#[cfg(test)]
mod tests {
    use super::*;
    use std::fs;

    #[test]
    fn test_default_config_is_valid() {
        let report = EngineConfig::default().validate();
        assert!(report.is_valid());
        assert!(report.warnings.is_empty());
    }

    #[test]
    fn test_invalid_exponent_fails_fast() {
        let mut config = EngineConfig::default();
        config.positioning.path_loss_exponent = f64::NAN;
        assert!(ConfigurationManager::with_config(config.clone()).is_err());

        config.positioning.path_loss_exponent = -2.0;
        let err = ConfigurationManager::with_config(config).err().unwrap();
        assert!(matches!(err, ConfigError::InvalidParameter { ref parameter, .. } if parameter == "path_loss_exponent"));
    }

    #[test]
    fn test_out_of_range_exponent_only_warns() {
        let mut config = EngineConfig::default();
        config.positioning.path_loss_exponent = 0.8;
        let report = config.validate();
        assert!(report.is_valid());
        assert_eq!(report.warnings.len(), 1);
    }

    #[test]
    fn test_collects_every_error() {
        let mut config = EngineConfig::default();
        config.positioning.smoothing_factor = 0.0;
        config.positioning.fingerprint_k = 0;
        config.routing.cache_capacity = 0;
        config.routing.deviation_threshold_m = -1.0;
        assert_eq!(config.validate().errors.len(), 4);
    }

    #[test]
    fn test_partial_json_uses_defaults() {
        let json = r#"{"positioning": {"path_loss_exponent": 3.0}, "routing": {"preferred_transition_type": "elevator"}}"#;
        let config: EngineConfig = serde_json::from_str(json).unwrap();

        assert_eq!(config.positioning.path_loss_exponent, 3.0);
        assert_eq!(config.positioning.estimator, EstimatorKind::Fusion);
        assert_eq!(config.routing.preferred_transition_type, Some(TransitionType::Elevator));
        assert_eq!(config.kalman, KalmanConfig::default());
    }

    #[test]
    fn test_runtime_setters_validate() {
        let mut manager = ConfigurationManager::new();
        assert_eq!(manager.set_path_loss_exponent(3.0).unwrap(), 2.0);
        assert!(manager.set_path_loss_exponent(0.0).is_err());
        assert!(manager.set_smoothing_factor(1.5).is_err());
        assert_eq!(manager.set_smoothing_factor(0.5).unwrap(), 1.0);
        assert_eq!(manager.set_deviation_threshold(5.0).unwrap(), 10.0);
        assert!(manager.is_modified());
        assert_eq!(manager.config().positioning.path_loss_exponent, 3.0);
    }

    #[test]
    fn test_save_and_load() {
        let path = std::env::temp_dir().join(format!("indoor_nav_config_{}.json", std::process::id()));

        let mut manager = ConfigurationManager::new();
        manager.set_route_preferences(true, Some(TransitionType::Elevator));
        assert!(manager.is_modified());
        manager.save_to_file(&path).unwrap();
        assert!(!manager.is_modified());

        let loaded = ConfigurationManager::from_file(&path).unwrap();
        assert!(loaded.config().routing.prefer_accessible_routes);
        assert_eq!(loaded.config(), manager.config());

        fs::write(&path, r#"{"positioning": {"smoothing_factor": 2.0}}"#).unwrap();
        let err = ConfigurationManager::from_file(&path).err().unwrap();
        assert!(matches!(err, ConfigError::InvalidParameter { .. }));

        let _ = fs::remove_file(path);
    }

    #[test]
    fn test_into_config() {
        let mut manager = ConfigurationManager::new();
        manager.set_estimator(EstimatorKind::Kalman);
        assert_eq!(manager.into_config().positioning.estimator, EstimatorKind::Kalman);
    }

    #[test]
    fn test_missing_file_is_io_error() {
        let err = ConfigurationManager::from_file("/nonexistent/indoor_nav.json").err().unwrap();
        assert!(matches!(err, ConfigError::Io(_)));
    }
}
//! Reading sanitation ahead of estimation

use crate::algorithms::{clamp_rssi, SignalModel};
use crate::core::{AnchorMeasurement, AnchorRegistry, SignalReading};
use log::trace;
use std::collections::HashMap;

/// Readings kept after validation, plus what was discarded
#[derive(Debug, Clone, Default)]
pub struct ValidatedReadings {
    /// Clamped, de-duplicated readings with a known anchor
    pub readings: Vec<SignalReading>,
    /// Anchors with estimated ranges, nearest first
    pub measurements: Vec<AnchorMeasurement>,
    /// Source ids missing from the anchor registry
    pub unknown_sources: Vec<String>,
}

impl ValidatedReadings {
    pub fn anchor_count(&self) -> usize {
        self.measurements.len()
    }
}

/// Clamp RSSI, drop unregistered sources, keep the strongest duplicate per
/// source, and convert to range measurements ordered nearest first.
///
/// Unknown sources still count for fingerprinting, so `readings` keeps them
/// while `measurements` does not.
pub fn validate_readings(
    readings: &[SignalReading],
    anchors: &AnchorRegistry,
    model: &SignalModel,
) -> ValidatedReadings {
    let mut strongest: HashMap<&str, SignalReading> = HashMap::new();
    for reading in readings {
        let clamped = SignalReading {
            rssi: clamp_rssi(reading.rssi),
            ..reading.clone()
        };
        let stronger = strongest
            .get(reading.source_id.as_str())
            .map_or(true, |existing| existing.rssi < clamped.rssi);
        if stronger {
            strongest.insert(reading.source_id.as_str(), clamped);
        }
    }

    let mut kept: Vec<SignalReading> = strongest.into_values().collect();
    kept.sort_by(|a, b| a.source_id.cmp(&b.source_id));

    let mut unknown_sources = Vec::new();
    let mut measurements = Vec::new();
    for reading in &kept {
        match anchors.get(&reading.source_id) {
            Some(position) if position.is_finite() => {
                measurements.push(AnchorMeasurement::new(
                    reading.source_id.clone(),
                    *position,
                    model.reading_distance(reading),
                ));
            }
            _ => unknown_sources.push(reading.source_id.clone()),
        }
    }
    measurements.sort_by(|a, b| a.distance_m.total_cmp(&b.distance_m));

    if !unknown_sources.is_empty() {
        trace!("[Readings] no anchor for {:?}", unknown_sources);
    }

    ValidatedReadings {
        readings: kept,
        measurements,
        unknown_sources,
    }
}

#[cfg(test)]
mod tests {
    use super::*;
    use crate::core::Position;

    fn registry() -> AnchorRegistry {
        let mut anchors = AnchorRegistry::new();
        anchors.insert("a", Position::new(0.0, 0.0, 0));
        anchors.insert("b", Position::new(10.0, 0.0, 0));
        anchors.insert("c", Position::new(5.0, 8.0, 0));
        anchors
    }

    #[test]
    fn test_orders_nearest_first() {
        let readings = vec![
            SignalReading::new("a", -80, -59),
            SignalReading::new("b", -60, -59),
            SignalReading::new("c", -70, -59),
        ];
        let validated = validate_readings(&readings, &registry(), &SignalModel::default());
        let order: Vec<&str> = validated.measurements.iter().map(|m| m.source_id.as_str()).collect();

        assert_eq!(order, vec!["b", "c", "a"]);
    }

    #[test]
    fn test_duplicates_keep_strongest() {
        let readings = vec![SignalReading::new("a", -80, -59), SignalReading::new("a", -65, -59)];
        let validated = validate_readings(&readings, &registry(), &SignalModel::default());

        assert_eq!(validated.readings.len(), 1);
        assert_eq!(validated.readings[0].rssi, -65);
    }

    #[test]
    fn test_unknown_sources_kept_for_fingerprinting_only() {
        let readings = vec![SignalReading::new("ap-9", -70, -40), SignalReading::new("a", -130, -59)];
        let validated = validate_readings(&readings, &registry(), &SignalModel::default());

        assert_eq!(validated.unknown_sources, vec!["ap-9".to_string()]);
        assert_eq!(validated.anchor_count(), 1);
        assert_eq!(validated.readings.len(), 2);
        // clamped to the sensor floor
        assert!(validated.readings.iter().any(|r| r.source_id == "a" && r.rssi == -100));
    }
}
use indoor_nav::navigation::RerouteReason;
use indoor_nav::{EstimatorKind, RouteUpdate, Scenario};

const OFFICE: &str = include_str!("../demos/office_scenario.json");

fn office() -> Scenario {
    let mut scenario = Scenario::from_json(OFFICE).unwrap();
    // raw readings keep the floor switch on the frame it happens
    scenario.config.positioning.rssi_smoothing = false;
    scenario
}

#[test]
fn test_office_walk_routes_over_preferred_stairs() {
    let scenario = office();
    let outputs = scenario.replay().unwrap();
    assert_eq!(outputs.len(), scenario.frames.len());

    let (_, first) = &outputs[0];
    let estimate = first.estimate.unwrap();
    assert_eq!(estimate.floor, 0);
    assert_eq!(estimate.algorithm, EstimatorKind::Fusion);

    match &first.route {
        Some(RouteUpdate::Rerouted { reason, path }) => {
            assert_eq!(*reason, RerouteReason::Initial);
            assert_eq!(path.ids(), vec!["lobby", "corridor", "stairs-0", "stairs-1", "office"]);
            assert_eq!(path.metrics().floor_changes, 1);
        }
        other => panic!("unexpected first route {:?}", other),
    }

    for (timestamp, output) in &outputs {
        assert!(
            !matches!(output.route, Some(RouteUpdate::Unreachable)),
            "unreachable at {} ms",
            timestamp
        );
    }

    let (_, last) = outputs.last().unwrap();
    assert_eq!(last.estimate.unwrap().floor, 1);
}

#[test]
fn test_empty_frame_yields_no_position() {
    let scenario = office();
    let outputs = scenario.replay().unwrap();

    let (_, gap) = outputs.iter().find(|(t, _)| *t == 5500).unwrap();
    assert!(gap.estimate.is_none());
    assert!(gap.route.is_none());
}

#[test]
fn test_smoothed_replay_keeps_tracking() {
    let scenario = Scenario::from_json(OFFICE).unwrap();
    assert!(scenario.config.positioning.rssi_smoothing);

    let outputs = scenario.replay().unwrap();
    let positions = outputs.iter().filter(|(_, o)| o.estimate.is_some()).count();
    assert_eq!(positions, scenario.frames.len() - 1);
}

#[test]
fn test_route_preferences_reprice_transitions() {
    let scenario = office();
    let mut session = scenario.build_session().unwrap();

    // stairs preferred: 6 m at 0.8
    let preferred = session.find_path("lobby", "office");
    assert_eq!(preferred.ids()[2], "stairs-0");

    // accessible base factor 1.5, no discount: 6 m at 1.5
    session.set_route_preferences(true, None);
    let accessible = session.find_path("lobby", "office");
    assert_eq!(accessible.ids(), preferred.ids());
    assert!((accessible.cost - preferred.cost - 4.2).abs() < 1e-9);
    assert!(session.tracker().active_path().is_none());
}
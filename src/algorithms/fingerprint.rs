//! Fingerprint matching against a surveyed RSSI database

use crate::core::{EstimatorKind, Position, PositionEstimate, SignalReading, MIN_ACCURACY_M};
use crate::algorithms::signal_model::clamp_rssi;
use serde::{Deserialize, Serialize};
use std::collections::HashMap;

/// Meters of reported accuracy per dB of mean RSSI deviation
const METERS_PER_DB: f64 = 0.5;

/// One surveyed grid point
#[derive(Debug, Clone, PartialEq, Serialize, Deserialize)]
pub struct FingerprintSample {
    pub position: Position,
    /// Expected RSSI per source id
    pub rssi: HashMap<String, i32>,
}

impl FingerprintSample {
    pub fn new(position: Position) -> Self {
        Self {
            position,
            rssi: HashMap::new(),
        }
    }

    pub fn with_source(mut self, source_id: impl Into<String>, rssi: i32) -> Self {
        self.rssi.insert(source_id.into(), rssi);
        self
    }

    /// Mean absolute deviation over the sources both sides share
    pub fn mean_deviation(&self, readings: &[SignalReading]) -> Option<f64> {
        let mut total = 0.0;
        let mut shared = 0usize;
        for reading in readings {
            if let Some(&expected) = self.rssi.get(&reading.source_id) {
                total += (clamp_rssi(reading.rssi) - clamp_rssi(expected)).abs() as f64;
                shared += 1;
            }
        }
        (shared > 0).then(|| total / shared as f64)
    }
}

/// Surveyed signal map for one building
#[derive(Debug, Clone, Default, PartialEq, Serialize, Deserialize)]
pub struct FingerprintDatabase {
    samples: Vec<FingerprintSample>,
}

impl FingerprintDatabase {
    pub fn new(samples: Vec<FingerprintSample>) -> Self {
        Self { samples }
    }

    pub fn push(&mut self, sample: FingerprintSample) {
        self.samples.push(sample);
    }

    pub fn len(&self) -> usize {
        self.samples.len()
    }

    pub fn is_empty(&self) -> bool {
        self.samples.is_empty()
    }

    pub fn samples(&self) -> &[FingerprintSample] {
        &self.samples
    }

    /// Match the reading set against the database.
    ///
    /// With `k == 1` the sample with the smallest mean absolute deviation wins,
    /// ties going to the first one in survey order. Larger `k` averages the
    /// best `k` samples on the winner's floor, weighted by `1 / (1 + dev)`.
    /// Samples sharing no source with the readings are ignored.
    pub fn match_readings(
        &self,
        readings: &[SignalReading],
        k: usize,
        timestamp_ms: i64,
    ) -> Option<PositionEstimate> {
        let mut scored: Vec<(f64, &FingerprintSample)> = self
            .samples
            .iter()
            .filter_map(|s| s.mean_deviation(readings).map(|dev| (dev, s)))
            .collect();
        // stable, so equal deviations keep survey order
        scored.sort_by(|a, b| a.0.total_cmp(&b.0));

        let &(best_dev, best) = scored.first()?;
        let floor = best.position.floor;

        let neighbours: Vec<(f64, f64, &FingerprintSample)> = scored
            .iter()
            .filter(|(_, s)| s.position.floor == floor)
            .take(k.max(1))
            .map(|&(d, s)| (d, 1.0 / (1.0 + d), s))
            .collect();
        let total: f64 = neighbours.iter().map(|(_, w, _)| w).sum();
        if total <= 0.0 {
            return None;
        }

        let (mut x, mut y, mut dev) = (0.0, 0.0, 0.0);
        for (d, w, sample) in &neighbours {
            let share = w / total;
            x += sample.position.x * share;
            y += sample.position.y * share;
            dev += d * share;
        }
        let deviation = if k <= 1 { best_dev } else { dev };

        Some(PositionEstimate {
            x,
            y,
            floor,
            accuracy_m: (deviation * METERS_PER_DB).max(MIN_ACCURACY_M),
            algorithm: EstimatorKind::Fingerprint,
            timestamp_ms,
        })
    }
}
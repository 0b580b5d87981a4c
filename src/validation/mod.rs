//! Input sanitation and error types

pub mod data;
pub mod error;

pub use data::{validate_readings, ValidatedReadings};
pub use error::{ConfigError, GraphError, NavError, Result};
//! Closed-form 2D trilateration with centroid fallback

use super::centroid::{nearest_floor, weighted_centroid};
use crate::core::{AnchorMeasurement, EstimatorKind, PositionEstimate, MIN_ACCURACY_M};
use log::debug;
use nalgebra::{Matrix2, Vector2};

/// Determinants below this are treated as parallel equations
const DETERMINANT_EPSILON: f64 = 1e-9;

/// Trilaterate from the first three measurements.
///
/// Subtracting circle equations pairwise (1-2 and 2-3) yields a 2x2 linear
/// system. When the system is singular or the solution is non-finite the
/// estimate falls back to the weighted centroid of all measurements, tagged
/// as a centroid result. Fewer than three measurements return `None`.
pub fn trilaterate(
    measurements: &[AnchorMeasurement],
    timestamp_ms: i64,
) -> Option<PositionEstimate> {
    if measurements.len() < 3 {
        return None;
    }

    let (p1, r1) = (measurements[0].position, measurements[0].distance_m);
    let (p2, r2) = (measurements[1].position, measurements[1].distance_m);
    let (p3, r3) = (measurements[2].position, measurements[2].distance_m);

    let a = Matrix2::new(
        2.0 * (p2.x - p1.x),
        2.0 * (p2.y - p1.y),
        2.0 * (p3.x - p2.x),
        2.0 * (p3.y - p2.y),
    );
    let b = Vector2::new(
        r1 * r1 - r2 * r2 - p1.x * p1.x + p2.x * p2.x - p1.y * p1.y + p2.y * p2.y,
        r2 * r2 - r3 * r3 - p2.x * p2.x + p3.x * p3.x - p2.y * p2.y + p3.y * p3.y,
    );

    let det = a.determinant();
    let solution = if det.abs() < DETERMINANT_EPSILON {
        None
    } else {
        a.try_inverse().map(|inv| inv * b)
    };

    match solution {
        Some(p) if p.x.is_finite() && p.y.is_finite() => {
            let mean_range =
                measurements.iter().map(|m| m.distance_m).sum::<f64>() / measurements.len() as f64;
            Some(PositionEstimate {
                x: p.x,
                y: p.y,
                floor: nearest_floor(measurements)?,
                accuracy_m: mean_range.max(MIN_ACCURACY_M),
                algorithm: EstimatorKind::Trilateration,
                timestamp_ms,
            })
        }
        _ => {
            debug!(
                "[Trilateration] degenerate geometry (det={:.3e}), using weighted centroid",
                det
            );
            weighted_centroid(measurements, timestamp_ms)
        }
    }
}
use crate::core::{EstimatorKind, PositionEstimate, MIN_ACCURACY_M};
use crate::utils::KalmanConfig;
use log::debug;
use nalgebra::Matrix2;

/// One-axis constant-velocity track
///
/// The covariance is over `[position, velocity]`; only the position entry
/// drives the gain, velocity is re-derived from the corrected position.
#[derive(Debug, Clone, PartialEq)]
pub struct KalmanState {
    pub position: f64,
    pub velocity: f64,
    pub error_covariance: Matrix2<f64>,
    pub initialized: bool,
}

impl Default for KalmanState {
    fn default() -> Self {
        Self {
            position: 0.0,
            velocity: 0.0,
            error_covariance: Matrix2::identity(),
            initialized: false,
        }
    }
}

impl KalmanState {
    /// Start a track at `measurement` with zero velocity
    pub fn initialize(&mut self, measurement: f64, measurement_variance: f64, velocity_variance: f64) {
        self.position = measurement;
        self.velocity = 0.0;
        self.error_covariance = Matrix2::new(measurement_variance, 0.0, 0.0, velocity_variance);
        self.initialized = true;
    }

    /// Position after `dt` seconds under constant velocity
    pub fn predicted(&self, dt: f64) -> f64 {
        self.position + self.velocity * dt
    }

    /// Fold in one measurement; `dt` must already be clamped
    pub fn update(&mut self, measurement: f64, measurement_variance: f64, dt: f64, process_noise: f64) -> f64 {
        let f = Matrix2::new(1.0, dt, 0.0, 1.0);
        let predicted_position = self.predicted(dt);
        let predicted_covariance = f * self.error_covariance * f.transpose();

        let p = predicted_covariance[(0, 0)];
        let gain = p / (p + measurement_variance);

        let previous = self.position;
        self.position = predicted_position + gain * (measurement - predicted_position);
        self.velocity = (self.position - previous) / dt;
        self.error_covariance =
            predicted_covariance * (1.0 - gain) + Matrix2::identity() * process_noise;

        self.position
    }

    pub fn reset(&mut self) {
        *self = Self::default();
    }
}

/// Two independent axis filters sharing a clock
#[derive(Debug, Clone)]
pub struct PositionKalmanFilter {
    pub x: KalmanState,
    pub y: KalmanState,
    floor: Option<i32>,
    last_timestamp_ms: Option<i64>,
    config: KalmanConfig,
}

impl Default for PositionKalmanFilter {
    fn default() -> Self {
        Self::new(KalmanConfig::default())
    }
}

impl PositionKalmanFilter {
    pub fn new(config: KalmanConfig) -> Self {
        Self {
            x: KalmanState::default(),
            y: KalmanState::default(),
            floor: None,
            last_timestamp_ms: None,
            config,
        }
    }

    pub fn is_tracking(&self) -> bool {
        self.x.initialized && self.y.initialized
    }

    /// Drop both tracks; the next update starts fresh
    pub fn reset(&mut self) {
        self.x.reset();
        self.y.reset();
        self.floor = None;
        self.last_timestamp_ms = None;
    }

    fn elapsed_s(&self, timestamp_ms: i64) -> f64 {
        let elapsed_ms = self
            .last_timestamp_ms
            .map_or(0, |last| timestamp_ms.saturating_sub(last));
        (elapsed_ms as f64 / 1000.0).max(self.config.min_dt_s)
    }

    fn is_stale(&self, timestamp_ms: i64) -> bool {
        self.last_timestamp_ms
            .is_some_and(|last| timestamp_ms.saturating_sub(last) > self.config.max_gap_ms)
    }

    /// Smooth `estimate` and return the filtered result.
    ///
    /// A gap longer than the staleness threshold or a floor change restarts
    /// the track at the measurement.
    pub fn update(&mut self, estimate: &PositionEstimate) -> PositionEstimate {
        let variance = estimate.accuracy_m.max(MIN_ACCURACY_M).powi(2);
        let ts = estimate.timestamp_ms;

        if self.is_tracking() && self.is_stale(ts) {
            debug!("[Kalman] input gap exceeds {} ms, restarting track", self.config.max_gap_ms);
            self.reset();
        }
        if self.is_tracking() && self.floor != Some(estimate.floor) {
            debug!("[Kalman] floor changed to {}, restarting track", estimate.floor);
            self.reset();
        }

        if !self.is_tracking() {
            let v = self.config.initial_velocity_variance;
            self.x.initialize(estimate.x, variance, v);
            self.y.initialize(estimate.y, variance, v);
        } else {
            let dt = self.elapsed_s(ts);
            let q = self.config.process_noise;
            self.x.update(estimate.x, variance, dt, q);
            self.y.update(estimate.y, variance, dt, q);
        }
        self.floor = Some(estimate.floor);
        self.last_timestamp_ms = Some(self.last_timestamp_ms.map_or(ts, |last| last.max(ts)));

        PositionEstimate {
            x: self.x.position,
            y: self.y.position,
            floor: estimate.floor,
            accuracy_m: self.position_uncertainty(),
            algorithm: EstimatorKind::Kalman,
            timestamp_ms: ts,
        }
    }

    /// Constant-velocity extrapolation to `timestamp_ms`, `None` until tracking
    pub fn predict(&self, timestamp_ms: i64) -> Option<PositionEstimate> {
        if !self.is_tracking() || self.is_stale(timestamp_ms) {
            return None;
        }
        let dt = self.elapsed_s(timestamp_ms);
        Some(PositionEstimate {
            x: self.x.predicted(dt),
            y: self.y.predicted(dt),
            floor: self.floor?,
            accuracy_m: self.position_uncertainty(),
            algorithm: EstimatorKind::Kalman,
            timestamp_ms,
        })
    }

    /// Velocity estimate (m/s) per axis
    pub fn velocity(&self) -> (f64, f64) {
        (self.x.velocity, self.y.velocity)
    }

    /// RMS of the two position standard deviations, at least 0.5 m
    pub fn position_uncertainty(&self) -> f64 {
        let p = (self.x.error_covariance[(0, 0)] + self.y.error_covariance[(0, 0)]) / 2.0;
        p.max(0.0).sqrt().max(MIN_ACCURACY_M)
    }
}
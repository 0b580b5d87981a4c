//! Physical limits and tuning defaults

/// Weakest RSSI accepted from a scanner (dBm)
pub const MIN_RSSI_DBM: i32 = -100;
/// Strongest RSSI accepted from a scanner (dBm)
pub const MAX_RSSI_DBM: i32 = 0;
/// Lower clamp for the path-loss exponent
pub const MIN_PATH_LOSS_EXPONENT: f64 = 0.1;
/// Free-space path-loss exponent
pub const DEFAULT_PATH_LOSS_EXPONENT: f64 = 2.0;

/// Tightest accuracy any estimator reports (meters)
pub const MIN_ACCURACY_M: f64 = 0.5;
/// Smallest time step fed to the Kalman filter (seconds)
pub const MIN_KALMAN_DT_S: f64 = 0.1;

/// Penalty added per floor of mismatch in closest-node lookups (meters)
pub const FLOOR_MISMATCH_PENALTY: f64 = 100.0;
/// Average indoor walking speed (m/s)
pub const WALKING_SPEED_MPS: f64 = 1.4;
/// Time budget for one floor change (seconds)
pub const FLOOR_CHANGE_TIME_S: f64 = 15.0;
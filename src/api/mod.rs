//! Session facade and scenario replay

pub mod scenario;
pub mod session;

pub use scenario::{Scenario, ScenarioFrame};
pub use session::{CycleOutput, NavigationSession, SessionState};
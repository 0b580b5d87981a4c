//! Configuration utilities

pub mod config;

pub use config::{
    ConfigurationManager, EngineConfig, KalmanConfig, PositioningConfig, RoutingConfig,
    ValidationReport,
};
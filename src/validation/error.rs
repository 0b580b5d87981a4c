//! Error types for setup and configuration defects
//!
//! Missing readings, unmatched fingerprints and unreachable destinations are
//! not errors; they surface as `None` or empty paths. The types here cover
//! caller mistakes that should fail fast.

use thiserror::Error;

/// Invalid or unreadable configuration
#[derive(Debug, Clone, PartialEq, Error)]
pub enum ConfigError {
    #[error("invalid parameter '{parameter}' = '{value}': {reason}")]
    InvalidParameter {
        parameter: String,
        value: String,
        reason: String,
    },

    #[error("I/O error: {0}")]
    Io(String),

    #[error("serialization error: {0}")]
    Serialization(String),
}

impl ConfigError {
    pub fn invalid(parameter: &str, value: impl ToString, reason: impl Into<String>) -> Self {
        Self::InvalidParameter {
            parameter: parameter.to_string(),
            value: value.to_string(),
            reason: reason.into(),
        }
    }
}

/// Malformed navigation graph
#[derive(Debug, Clone, PartialEq, Error)]
pub enum GraphError {
    #[error("navigation graph has no nodes")]
    Empty,

    #[error("duplicate node id '{0}'")]
    DuplicateNode(String),

    #[error("edge references unknown node '{0}'")]
    UnknownNode(String),

    #[error("node '{0}' has non-finite coordinates")]
    InvalidPosition(String),

    #[error("edge {from} -> {to} has invalid distance {distance}")]
    InvalidDistance { from: String, to: String, distance: f32 },
}

/// Umbrella error for session construction and the binary
#[derive(Debug, Error)]
pub enum NavError {
    #[error(transparent)]
    Config(#[from] ConfigError),

    #[error(transparent)]
    Graph(#[from] GraphError),

    #[error("scenario error: {0}")]
    Scenario(String),
}

pub type Result<T> = std::result::Result<T, NavError>;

***

Only the lines from the one that contains "graph has no" to the end of the entries above should be given again, exactly and in full.

_OUTPUT OF THE TASK_:
    #[error("navigation graph has no nodes")]
    Empty,

    #[error("duplicate node id '{0}'")]
    DuplicateNode(String),

    #[error("edge references unknown node '{0}'")]
    UnknownNode(String),

    #[error("node '{0}' has non-finite coordinates")]
    InvalidPosition(String),

    #[error("edge {from} -> {to} has invalid distance {distance}")]
    InvalidDistance { from: String, to: String, distance: f32 },
}

/// Umbrella error for session construction and the binary
#[derive(Debug, Error)]
pub enum NavError {
    #[error(transparent)]
    Config(#[from] ConfigError),

    #[error(transparent)]
    Graph(#[from] GraphError),

    #[error("scenario error: {0}")]
    Scenario(String),
}

pub type Result<T> = std::result::Result<T, NavError>;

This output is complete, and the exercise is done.